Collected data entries
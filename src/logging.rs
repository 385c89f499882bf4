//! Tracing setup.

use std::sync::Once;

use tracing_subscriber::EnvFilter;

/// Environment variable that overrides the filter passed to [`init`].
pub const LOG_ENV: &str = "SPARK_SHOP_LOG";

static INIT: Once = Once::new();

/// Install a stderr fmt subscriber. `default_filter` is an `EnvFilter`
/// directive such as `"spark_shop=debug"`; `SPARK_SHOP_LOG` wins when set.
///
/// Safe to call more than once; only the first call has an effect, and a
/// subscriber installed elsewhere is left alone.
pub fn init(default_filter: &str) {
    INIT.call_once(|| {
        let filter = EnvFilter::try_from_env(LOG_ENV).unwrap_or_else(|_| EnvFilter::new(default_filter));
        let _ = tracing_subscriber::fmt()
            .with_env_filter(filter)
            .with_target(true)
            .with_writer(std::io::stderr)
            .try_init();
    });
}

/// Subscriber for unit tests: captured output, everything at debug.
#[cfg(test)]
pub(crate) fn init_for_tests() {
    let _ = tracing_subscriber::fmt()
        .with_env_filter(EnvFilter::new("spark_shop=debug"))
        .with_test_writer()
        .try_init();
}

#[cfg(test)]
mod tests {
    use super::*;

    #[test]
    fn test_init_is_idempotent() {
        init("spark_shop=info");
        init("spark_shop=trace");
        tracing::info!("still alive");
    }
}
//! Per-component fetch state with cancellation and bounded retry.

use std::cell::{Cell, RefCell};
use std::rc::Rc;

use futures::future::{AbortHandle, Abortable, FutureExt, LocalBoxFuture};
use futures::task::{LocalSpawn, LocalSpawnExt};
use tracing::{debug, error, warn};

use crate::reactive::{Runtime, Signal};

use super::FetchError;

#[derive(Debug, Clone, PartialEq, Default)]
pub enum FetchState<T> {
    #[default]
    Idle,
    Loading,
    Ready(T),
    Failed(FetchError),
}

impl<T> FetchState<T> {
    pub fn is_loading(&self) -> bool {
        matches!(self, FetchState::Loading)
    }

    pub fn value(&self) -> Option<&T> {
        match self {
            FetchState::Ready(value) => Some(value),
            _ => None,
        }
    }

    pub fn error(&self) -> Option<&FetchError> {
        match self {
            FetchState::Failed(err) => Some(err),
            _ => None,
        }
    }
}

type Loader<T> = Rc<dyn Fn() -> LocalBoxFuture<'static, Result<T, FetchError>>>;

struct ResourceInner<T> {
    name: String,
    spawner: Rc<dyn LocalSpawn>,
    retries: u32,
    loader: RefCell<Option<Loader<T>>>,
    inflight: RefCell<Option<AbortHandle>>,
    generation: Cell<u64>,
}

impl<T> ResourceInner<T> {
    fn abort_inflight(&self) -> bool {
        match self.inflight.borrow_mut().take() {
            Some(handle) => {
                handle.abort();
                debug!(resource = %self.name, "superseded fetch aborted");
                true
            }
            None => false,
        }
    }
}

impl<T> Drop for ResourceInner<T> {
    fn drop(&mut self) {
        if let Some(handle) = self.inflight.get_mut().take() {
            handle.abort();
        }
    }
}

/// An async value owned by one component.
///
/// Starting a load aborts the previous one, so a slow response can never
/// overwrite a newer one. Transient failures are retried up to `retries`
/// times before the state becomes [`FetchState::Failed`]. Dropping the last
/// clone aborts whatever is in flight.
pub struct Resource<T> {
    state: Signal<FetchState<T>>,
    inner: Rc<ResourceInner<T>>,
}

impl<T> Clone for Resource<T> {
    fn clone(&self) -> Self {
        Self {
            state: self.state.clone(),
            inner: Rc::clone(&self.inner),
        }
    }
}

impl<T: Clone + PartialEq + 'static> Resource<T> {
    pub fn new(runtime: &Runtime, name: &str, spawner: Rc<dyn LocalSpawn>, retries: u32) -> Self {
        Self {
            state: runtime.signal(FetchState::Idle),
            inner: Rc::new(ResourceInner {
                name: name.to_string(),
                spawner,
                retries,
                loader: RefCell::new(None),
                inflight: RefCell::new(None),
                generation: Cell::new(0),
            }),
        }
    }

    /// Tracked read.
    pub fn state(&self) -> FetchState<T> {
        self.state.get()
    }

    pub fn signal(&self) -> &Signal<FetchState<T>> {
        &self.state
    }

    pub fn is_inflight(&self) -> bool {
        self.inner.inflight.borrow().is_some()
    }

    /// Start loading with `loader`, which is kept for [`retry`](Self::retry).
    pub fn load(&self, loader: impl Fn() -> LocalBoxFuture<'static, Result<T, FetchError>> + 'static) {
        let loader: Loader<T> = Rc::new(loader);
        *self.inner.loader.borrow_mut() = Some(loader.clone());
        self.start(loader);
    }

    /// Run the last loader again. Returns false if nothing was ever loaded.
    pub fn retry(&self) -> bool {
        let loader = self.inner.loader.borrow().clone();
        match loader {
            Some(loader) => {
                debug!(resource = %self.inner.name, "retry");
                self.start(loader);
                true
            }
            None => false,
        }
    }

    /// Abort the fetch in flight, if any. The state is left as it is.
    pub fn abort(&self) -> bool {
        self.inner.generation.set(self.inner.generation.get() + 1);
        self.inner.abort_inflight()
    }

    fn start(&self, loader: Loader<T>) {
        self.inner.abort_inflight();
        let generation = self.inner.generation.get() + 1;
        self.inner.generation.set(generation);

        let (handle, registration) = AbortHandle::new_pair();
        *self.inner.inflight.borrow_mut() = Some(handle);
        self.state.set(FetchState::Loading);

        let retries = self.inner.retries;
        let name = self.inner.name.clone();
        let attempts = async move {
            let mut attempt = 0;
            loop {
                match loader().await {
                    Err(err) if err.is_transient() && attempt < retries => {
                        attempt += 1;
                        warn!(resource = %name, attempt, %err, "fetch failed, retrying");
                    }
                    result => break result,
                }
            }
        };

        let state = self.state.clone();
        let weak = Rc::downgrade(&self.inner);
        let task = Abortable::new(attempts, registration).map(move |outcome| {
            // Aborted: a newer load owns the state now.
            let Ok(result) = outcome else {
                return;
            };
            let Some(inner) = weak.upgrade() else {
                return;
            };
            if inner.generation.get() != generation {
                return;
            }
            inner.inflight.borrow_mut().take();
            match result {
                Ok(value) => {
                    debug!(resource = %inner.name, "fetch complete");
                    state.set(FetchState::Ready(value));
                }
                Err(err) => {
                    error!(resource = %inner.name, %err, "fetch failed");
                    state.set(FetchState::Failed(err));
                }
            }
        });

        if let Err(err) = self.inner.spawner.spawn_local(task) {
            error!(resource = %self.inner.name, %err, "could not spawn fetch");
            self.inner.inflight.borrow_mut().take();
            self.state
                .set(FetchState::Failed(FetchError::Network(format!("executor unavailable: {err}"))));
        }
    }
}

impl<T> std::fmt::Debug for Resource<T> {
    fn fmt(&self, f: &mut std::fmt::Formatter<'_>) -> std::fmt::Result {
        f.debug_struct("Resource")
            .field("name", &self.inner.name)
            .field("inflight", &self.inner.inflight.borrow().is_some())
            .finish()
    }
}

§ **Exercise requirements**: Faithfully transcribe the whole of the data.

§ **Answer section**:
filename src/logging.rs
repository 385c89f499882bf4
//! Tracing setup.

use std::sync::Once;

use tracing_subscriber::EnvFilter;

/// Environment variable that overrides the filter passed to [`init`].
pub const LOG_ENV: &str = "SPARK_SHOP_LOG";

static INIT: Once = Once::new();

/// Install a stderr fmt subscriber. `default_filter` is an `EnvFilter`
/// directive such as `"spark_shop=debug"`; `SPARK_SHOP_LOG` wins when set.
///
/// Safe to call more than once; only the first call has an effect, and a
/// subscriber installed elsewhere is left alone.
pub fn init(default_filter: &str) {
    INIT.call_once(|| {
        let filter = EnvFilter::try_from_env(LOG_ENV).unwrap_or_else(|_| EnvFilter::new(default_filter));
        let _ = tracing_subscriber::fmt()
            .with_env_filter(filter)
            .with_target(true)
            .with_writer(std::io::stderr)
            .try_init();
    });
}

/// Subscriber for unit tests: captured output, everything at debug.
#[cfg(test)]
pub(crate) fn init_for_tests() {
    let _ = tracing_subscriber::fmt()
        .with_env_filter(EnvFilter::new("spark_shop=debug"))
        .with_test_writer()
        .try_init();
}

#[cfg(test)]
mod tests {
    use super::*;

    #[test]
    fn test_init_is_idempotent() {
        init("spark_shop=info");
        init("spark_shop=trace");
        tracing::info!("still alive");
    }
}
//! Per-component fetch state with cancellation and bounded retry.

use std::cell::{Cell, RefCell};
use std::rc::Rc;

use futures::future::{AbortHandle, Abortable, FutureExt, LocalBoxFuture};
use futures::task::{LocalSpawn, LocalSpawnExt};
use tracing::{debug, error, warn};

use crate::reactive::{Runtime, Signal};

use super::FetchError;

#[derive(Debug, Clone, PartialEq, Default)]
pub enum FetchState<T> {
    #[default]
    Idle,
    Loading,
    Ready(T),
    Failed(FetchError),
}

impl<T> FetchState<T> {
    pub fn is_loading(&self) -> bool {
        matches!(self, FetchState::Loading)
    }

    pub fn value(&self) -> Option<&T> {
        match self {
            FetchState::Ready(value) => Some(value),
            _ => None,
        }
    }

    pub fn error(&self) -> Option<&FetchError> {
        match self {
            FetchState::Failed(err) => Some(err),
            _ => None,
        }
    }
}

type Loader<T> = Rc<dyn Fn() -> LocalBoxFuture<'static, Result<T, FetchError>>>;

struct ResourceInner<T> {
    name: String,
    spawner: Rc<dyn LocalSpawn>,
    retries: u32,
    loader: RefCell<Option<Loader<T>>>,
    inflight: RefCell<Option<AbortHandle>>,
    generation: Cell<u64>,
}

impl<T> ResourceInner<T> {
    fn abort_inflight(&self) -> bool {
        match self.inflight.borrow_mut().take() {
            Some(handle) => {
                handle.abort();
                debug!(resource = %self.name, "superseded fetch aborted");
                true
            }
            None => false,
        }
    }
}

impl<T> Drop for ResourceInner<T> {
    fn drop(&mut self) {
        if let Some(handle) = self.inflight.get_mut().take() {
            handle.abort();
        }
    }
}

/// An async value owned by one component.
///
/// Starting a load aborts the previous one, so a slow response can never
/// overwrite a newer one. Transient failures are retried up to `retries`
/// times before the state becomes [`FetchState::Failed`]. Dropping the last
/// clone aborts whatever is in flight.
pub struct Resource<T> {
    state: Signal<FetchState<T>>,
    inner: Rc<ResourceInner<T>>,
}

impl<T> Clone for Resource<T> {
    fn clone(&self) -> Self {
        Self {
            state: self.state.clone(),
            inner: Rc::clone(&self.inner),
        }
    }
}

impl<T: Clone + PartialEq + 'static> Resource<T> {
    pub fn new(runtime: &Runtime, name: &str, spawner: Rc<dyn LocalSpawn>, retries: u32) -> Self {
        Self {
            state: runtime.signal(FetchState::Idle),
            inner: Rc::new(ResourceInner {
                name: name.to_string(),
                spawner,
                retries,
                loader: RefCell::new(None),
                inflight: RefCell::new(None),
                generation: Cell::new(0),
            }),
        }
    }

    /// Tracked read.
    pub fn state(&self) -> FetchState<T> {
        self.state.get()
    }

    pub fn signal(&self) -> &Signal<FetchState<T>> {
        &self.state
    }

    pub fn is_inflight(&self) -> bool {
        self.inner.inflight.borrow().is_some()
    }

    /// Start loading with `loader`, which is kept for [`retry`](Self::retry).
    pub fn load(&self, loader: impl Fn() -> LocalBoxFuture<'static, Result<T, FetchError>> + 'static) {
        let loader: Loader<T> = Rc::new(loader);
        *self.inner.loader.borrow_mut() = Some(loader.clone());
        self.start(loader);
    }

    /// Run the last loader again. Returns false if nothing was ever loaded.
    pub fn retry(&self) -> bool {
        let loader = self.inner.loader.borrow().clone();
        match loader {
            Some(loader) => {
                debug!(resource = %self.inner.name, "retry");
                self.start(loader);
                true
            }
            None => false,
        }
    }

    /// Abort the fetch in flight, if any. The state is left as it is.
    pub fn abort(&self) -> bool {
        self.inner.generation.set(self.inner.generation.get() + 1);
        self.inner.abort_inflight()
    }

    fn start(&self, loader: Loader<T>) {
        self.inner.abort_inflight();
        let generation = self.inner.generation.get() + 1;
        self.inner.generation.set(generation);

        let (handle, registration) = AbortHandle::new_pair();
        *self.inner.inflight.borrow_mut() = Some(handle);
        self.state.set(FetchState::Loading);

        let retries = self.inner.retries;
        let name = self.inner.name.clone();
        let attempts = async move {
            let mut attempt = 0;
            loop {
                match loader().await {
                    Err(err) if err.is_transient() && attempt < retries => {
                        attempt += 1;
                        warn!(resource = %name, attempt, %err, "fetch failed, retrying");
                    }
                    result => break result,
                }
            }
        };

        let state = self.state.clone();
        let weak = Rc::downgrade(&self.inner);
        let task = Abortable::new(attempts, registration).map(move |outcome| {
            // Aborted: a newer load owns the state now.
            let Ok(result) = outcome else {
                return;
            };
            let Some(inner) = weak.upgrade() else {
                return;
            };
            if inner.generation.get() != generation {
                return;
            }
            inner.inflight.borrow_mut().take();
            match result {
                Ok(value) => {
                    debug!(resource = %inner.name, "fetch complete");
                    state.set(FetchState::Ready(value));
                }
                Err(err) => {
                    error!(resource = %inner.name, %err, "fetch failed");
                    state.set(FetchState::Failed(err));
                }
            }
        });

        if let Err(err) = self.inner.spawner.spawn_local(task) {
            error!(resource = %self.inner.name, %err, "could not spawn fetch");
            self.inner.inflight.borrow_mut().take();
            self.state
                .set(FetchState::Failed(FetchError::Network(format!("executor unavailable: {err}"))));
        }
    }
}

impl<T> std::fmt::Debug for Resource<T> {
    fn fmt(&self, f: &mut std::fmt::Formatter<'_>) -> std::fmt::Result {
        f.debug_struct("Resource")
            .field("name", &self.inner.name)
            .field("inflight", &self.inner.inflight.borrow().is_some())
            .finish()
    }
}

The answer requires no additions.